▶ _EXERCISE_
Print the records below word for word, beginning with the first line and ending once the line containing "when empty, matching" is printed.

▶ _DATA SHOWN_
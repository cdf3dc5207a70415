//! Checkpoint document, save, and restore (spec §4.11 checkpoint half, §6).
//!
//! A checkpoint is a single structured document capturing everything the
//! ledger, artifact store, and cost tracker need to resume a run: balances
//! (scrip + resources per principal), every artifact with its flags and
//! metadata, the event log's next sequence number, cumulative API spend,
//! the set of known agent IDs, and a free-form reason tag recording why
//! the checkpoint was taken.

use std::collections::{HashMap, HashSet};
use std::path::Path;

use agora_artifacts::{ArtifactStore, WriteRequest};
use agora_eventlog::EventLog;
use agora_ledger::Ledger;
use agora_llmgate::{dollars_to_budget_units, ApiCostTracker};
use agora_types::{Artifact, ArtifactKind, EventType, PrincipalId};
use serde::{Deserialize, Serialize};
use serde_json::json;
use thiserror::Error;

#[derive(Debug, Error)]
pub enum CheckpointError {
    #[error("failed to read checkpoint file: {0}")]
    Read(#[source] std::io::Error),
    #[error("failed to write checkpoint file: {0}")]
    Write(#[source] std::io::Error),
    #[error("failed to serialize checkpoint: {0}")]
    Serialize(#[source] serde_json::Error),
    #[error("failed to deserialize checkpoint: {0}")]
    Deserialize(#[source] serde_json::Error),
}

/// One principal's balance row in a checkpoint (spec §6: `{scrip,
/// resources?}`). `resources` is omitted on the wire when empty, matching
/// the spec's "resources?" optional marker.
#[derive(Debug, Clone, Serialize, Deserialize)]
pub struct BalanceRecord {
    pub scrip: i64,
    #[serde(default, skip_serializing_if = "HashMap::is_empty")]
    pub resources: HashMap<String, i64>,
}

/// An artifact row in a checkpoint, carrying every flag and metadata
/// field enumerated in spec §3.
#[derive(Debug, Clone, Serialize, Deserialize)]
pub struct ArtifactRecord {
    pub id: String,
    pub kind: ArtifactKind,
    pub created_by: PrincipalId,
    pub content: String,
    pub code: Option<String>,
    pub executable: bool,
    pub has_standing: bool,
    pub has_loop: bool,
    pub deleted: bool,
    pub capabilities: Vec<String>,
    pub access_contract_id: Option<String>,
    pub genesis_methods: Option<HashMap<String, String>>,
}

impl From<Artifact> for ArtifactRecord {
    fn from(a: Artifact) -> Self {
        Self {
            id: a.id,
            kind: a.kind,
            created_by: a.created_by,
            content: a.content,
            code: a.code,
            executable: a.executable,
            has_standing: a.has_standing,
            has_loop: a.has_loop,
            deleted: a.deleted,
            capabilities: a.capabilities.into_iter().collect(),
            access_contract_id: a.access_contract_id,
            genesis_methods: a.genesis_methods,
        }
    }
}

/// The checkpoint document itself (spec §6).
#[derive(Debug, Clone, Serialize, Deserialize)]
pub struct Checkpoint {
    pub event_number: u64,
    pub balances: HashMap<PrincipalId, BalanceRecord>,
    pub cumulative_api_cost: f64,
    pub artifacts: Vec<ArtifactRecord>,
    pub agent_ids: Vec<PrincipalId>,
    pub reason: String,
}

/// Assembles a [`Checkpoint`] from the live components. `agent_ids` is
/// supplied by the caller (the driver knows which loops are agent loops
/// versus artifact loops; this crate has no opinion on that distinction).
pub async fn save(
    event_log: &EventLog,
    ledger: &Ledger,
    artifacts: &ArtifactStore,
    cost_tracker: &ApiCostTracker,
    agent_ids: Vec<PrincipalId>,
    reason: impl Into<String>,
) -> Checkpoint {
    let balances = ledger
        .snapshot_balances()
        .await
        .into_iter()
        .map(|(id, (scrip, resources))| (id, BalanceRecord { scrip, resources }))
        .collect();

    let artifact_records = artifacts.list_all().await.into_iter().map(ArtifactRecord::from).collect();

    Checkpoint {
        event_number: event_log.len().await as u64,
        balances,
        cumulative_api_cost: cost_tracker.total_dollars(),
        artifacts: artifact_records,
        agent_ids,
        reason: reason.into(),
    }
}

/// Serializes `checkpoint` as pretty JSON to `path`, replacing any
/// existing file at that path.
pub fn write_to_file(checkpoint: &Checkpoint, path: impl AsRef<Path>) -> Result<(), CheckpointError> {
    let text = serde_json::to_string_pretty(checkpoint).map_err(CheckpointError::Serialize)?;
    std::fs::write(path, text).map_err(CheckpointError::Write)
}

/// Reads and parses a checkpoint document from `path`.
pub fn read_from_file(path: impl AsRef<Path>) -> Result<Checkpoint, CheckpointError> {
    let text = std::fs::read_to_string(path).map_err(CheckpointError::Read)?;
    serde_json::from_str(&text).map_err(CheckpointError::Deserialize)
}

/// Rehydrates `ledger` and `artifacts` from `checkpoint`, then runs the
/// invariant-S repair sweep (spec §4.11): for every ledger principal not
/// in `system_principals`, if a matching artifact exists with
/// `has_standing=false`, flip it true; conversely, for every artifact
/// with `has_standing=true` lacking a ledger entry, insert a zero-scrip
/// entry directly (bypassing `create_principal`, which would reject an
/// ID the artifact store already owns). Any other mismatch -- a
/// non-system principal with no corresponding artifact at all, or an
/// artifact/ledger pair that plain creation could not have produced --
/// is logged as a soft invariant violation rather than treated as fatal.
pub async fn restore(
    checkpoint: &Checkpoint,
    ledger: &Ledger,
    artifacts: &ArtifactStore,
    cost_tracker: &ApiCostTracker,
    system_principals: &HashSet<String>,
) {
    for (id, balance) in &checkpoint.balances {
        ledger.restore_principal(id, balance.scrip, balance.resources.clone()).await;
    }

    for record in &checkpoint.artifacts {
        let req = WriteRequest {
            id: record.id.clone(),
            created_by: record.created_by.clone(),
            content: record.content.clone(),
            kind: Some(record.kind.clone()),
            code: record.code.clone(),
            executable: Some(record.executable),
            capabilities: Some(record.capabilities.clone()),
            access_contract_id: record.access_contract_id.clone(),
            has_standing: Some(record.has_standing),
            has_loop: Some(record.has_loop),
            genesis_methods: record.genesis_methods.clone(),
        };
        if let Err(err) = artifacts.write_unchecked(req).await {
            tracing::warn!(id = %record.id, error = %err, "checkpoint restore: failed to rehydrate artifact");
        }
        if record.deleted {
            let _ = artifacts.delete(&record.id, &record.created_by).await;
        }
    }

    let restore_units = dollars_to_budget_units(checkpoint.cumulative_api_cost);
    if restore_units > 0 {
        cost_tracker.track(checkpoint.cumulative_api_cost);
    }

    enforce_standing_ledger_invariant(checkpoint, ledger, artifacts, system_principals).await;
}

async fn enforce_standing_ledger_invariant(
    checkpoint: &Checkpoint,
    ledger: &Ledger,
    artifacts: &ArtifactStore,
    system_principals: &HashSet<String>,
) {
    for id in checkpoint.balances.keys() {
        if system_principals.contains(id) {
            continue;
        }
        match artifacts.get(id).await {
            Some(artifact) if !artifact.has_standing => {
                let mut req = WriteRequest {
                    id: artifact.id.clone(),
                    created_by: artifact.created_by.clone(),
                    content: artifact.content.clone(),
                    kind: Some(artifact.kind.clone()),
                    code: artifact.code.clone(),
                    executable: Some(artifact.executable),
                    capabilities: Some(artifact.capabilities.into_iter().collect()),
                    access_contract_id: artifact.access_contract_id.clone(),
                    has_standing: Some(true),
                    has_loop: Some(artifact.has_loop),
                    genesis_methods: artifact.genesis_methods.clone(),
                };
                req.has_standing = Some(true);
                if let Err(err) = artifacts.write_unchecked(req).await {
                    tracing::warn!(id = %id, error = %err, "invariant-S repair: failed to set has_standing");
                }
            }
            Some(_) => {}
            None => {
                tracing::warn!(
                    id = %id,
                    "checkpoint restore: invariant S violated, ledger principal has no artifact and is not a system principal"
                );
            }
        }
    }

    for record in &checkpoint.artifacts {
        if record.deleted || !record.has_standing {
            continue;
        }
        if !ledger.contains(&record.id).await {
            ledger.restore_principal(&record.id, 0, HashMap::new()).await;
        }
    }
}

/// Emits a `checkpoint` event describing a save, for the event log.
pub async fn log_checkpoint_event(event_log: &EventLog, checkpoint: &Checkpoint) {
    event_log
        .append(
            EventType::Other("checkpoint".to_string()),
            json!({
                "event_number": checkpoint.event_number,
                "reason": checkpoint.reason,
                "principal_count": checkpoint.balances.len(),
                "artifact_count": checkpoint.artifacts.len(),
            }),
        )
        .await;
}

#[cfg(test)]
mod tests {
    use super::*;
    use agora_types::IdRegistry;
    use std::sync::Arc;
    use tempfile_shim::temp_path;

    mod tempfile_shim {
        use std::time::{SystemTime, UNIX_EPOCH};

        pub fn temp_path(name: &str) -> std::path::PathBuf {
            let nanos = SystemTime::now().duration_since(UNIX_EPOCH).unwrap().as_nanos();
            std::env::temp_dir().join(format!("agora-checkpoint-test-{name}-{nanos}.json"))
        }
    }

    async fn harness() -> (Arc<Ledger>, Arc<ArtifactStore>, Arc<EventLog>, Arc<ApiCostTracker>) {
        let registry = Arc::new(IdRegistry::new());
        let event_log = Arc::new(EventLog::in_memory());
        let ledger = Arc::new(Ledger::new(registry.clone(), event_log.clone()));
        let artifacts = Arc::new(ArtifactStore::new(registry, event_log.clone()));
        let cost_tracker = Arc::new(ApiCostTracker::new());
        (ledger, artifacts, event_log, cost_tracker)
    }

    #[tokio::test]
    async fn save_then_restore_round_trips_balances_and_artifacts() {
        let (ledger, artifacts, event_log, cost_tracker) = harness().await;
        ledger.create_principal("alice", 500, HashMap::from([("llm_budget".to_string(), 1000)])).await.unwrap();
        artifacts
            .write_unchecked(WriteRequest {
                id: "alice".into(),
                created_by: "alice".into(),
                content: "agent alice".into(),
                has_standing: Some(true),
                ..Default::default()
            })
            .await
            .unwrap();
        cost_tracker.track(1.25);
        event_log.append(EventType::Tick, json!({})).await;

        let checkpoint = save(&event_log, &ledger, &artifacts, &cost_tracker, vec!["alice".into()], "periodic").await;
        assert_eq!(checkpoint.balances.get("alice").unwrap().scrip, 500);
        assert_eq!(checkpoint.artifacts.len(), 1);

        let path = temp_path("roundtrip");
        write_to_file(&checkpoint, &path).unwrap();
        let read_back = read_from_file(&path).unwrap();
        std::fs::remove_file(&path).ok();
        assert_eq!(read_back.balances.get("alice").unwrap().scrip, 500);

        let (ledger2, artifacts2, _log2, cost_tracker2) = harness().await;
        restore(&read_back, &ledger2, &artifacts2, &cost_tracker2, &HashSet::new()).await;
        assert_eq!(ledger2.get_scrip("alice").await, 500);
        assert_eq!(ledger2.get_resource("alice", "llm_budget").await, 1000);
        assert!(artifacts2.get("alice").await.unwrap().has_standing);
        assert!(cost_tracker2.total_dollars() > 1.0);
    }

    #[tokio::test]
    async fn restore_repairs_artifact_missing_standing_flag() {
        let (ledger, artifacts, event_log, cost_tracker) = harness().await;
        ledger.create_principal("bob", 10, HashMap::new()).await.unwrap();
        artifacts
            .write_unchecked(WriteRequest {
                id: "bob".into(),
                created_by: "bob".into(),
                content: String::new(),
                has_standing: Some(false),
                ..Default::default()
            })
            .await
            .unwrap();

        let checkpoint = save(&event_log, &ledger, &artifacts, &cost_tracker, vec!["bob".into()], "test").await;

        let (ledger2, artifacts2, _log2, cost_tracker2) = harness().await;
        restore(&checkpoint, &ledger2, &artifacts2, &cost_tracker2, &HashSet::new()).await;

        assert!(artifacts2.get("bob").await.unwrap().has_standing);
    }

    #[tokio::test]
    async fn restore_inserts_zero_scrip_entry_for_standing_artifact_without_ledger_row() {
        let (ledger, artifacts, event_log, cost_tracker) = harness().await;
        artifacts
            .write_unchecked(WriteRequest {
                id: "orphan".into(),
                created_by: "orphan".into(),
                content: String::new(),
                has_standing: Some(true),
                ..Default::default()
            })
            .await
            .unwrap();

        let checkpoint = save(&event_log, &ledger, &artifacts, &cost_tracker, vec![], "test").await;
        assert!(!checkpoint.balances.contains_key("orphan"));

        let (ledger2, artifacts2, _log2, cost_tracker2) = harness().await;
        restore(&checkpoint, &ledger2, &artifacts2, &cost_tracker2, &HashSet::new()).await;

        assert!(ledger2.contains("orphan").await);
        assert_eq!(ledger2.get_scrip("orphan").await, 0);
    }

    #[tokio::test]
    async fn system_principals_are_exempt_from_standing_repair() {
        let (ledger, artifacts, event_log, cost_tracker) = harness().await;
        ledger.create_principal("kernel_llm_gateway", 0, HashMap::new()).await.unwrap();
        let checkpoint = save(&event_log, &ledger, &artifacts, &cost_tracker, vec![], "test").await;

        let (ledger2, artifacts2, _log2, cost_tracker2) = harness().await;
        let mut system = HashSet::new();
        system.insert("kernel_llm_gateway".to_string());
        restore(&checkpoint, &ledger2, &artifacts2, &cost_tracker2, &system).await;

        assert!(artifacts2.get("kernel_llm_gateway").await.is_none());
    }
}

▶ _SOLVED PROBLEM_
repository cdf3dc5207a70415
//! Checkpoint document, save, and restore (spec §4.11 checkpoint half, §6).
//!
//! A checkpoint is a single structured document capturing everything the
//! ledger, artifact store, and cost tracker need to resume a run: balances
//! (scrip + resources per principal), every artifact with its flags and
//! metadata, the event log's next sequence number, cumulative API spend,
//! the set of known agent IDs, and a free-form reason tag recording why
//! the checkpoint was taken.

use std::collections::{HashMap, HashSet};
use std::path::Path;

use agora_artifacts::{ArtifactStore, WriteRequest};
use agora_eventlog::EventLog;
use agora_ledger::Ledger;
use agora_llmgate::{dollars_to_budget_units, ApiCostTracker};
use agora_types::{Artifact, ArtifactKind, EventType, PrincipalId};
use serde::{Deserialize, Serialize};
use serde_json::json;
use thiserror::Error;

#[derive(Debug, Error)]
pub enum CheckpointError {
    #[error("failed to read checkpoint file: {0}")]
    Read(#[source] std::io::Error),
    #[error("failed to write checkpoint file: {0}")]
    Write(#[source] std::io::Error),
    #[error("failed to serialize checkpoint: {0}")]
    Serialize(#[source] serde_json::Error),
    #[error("failed to deserialize checkpoint: {0}")]
    Deserialize(#[source] serde_json::Error),
}

/// One principal's balance row in a checkpoint (spec §6: `{scrip,
/// resources?}`). `resources` is omitted on the wire when empty, matching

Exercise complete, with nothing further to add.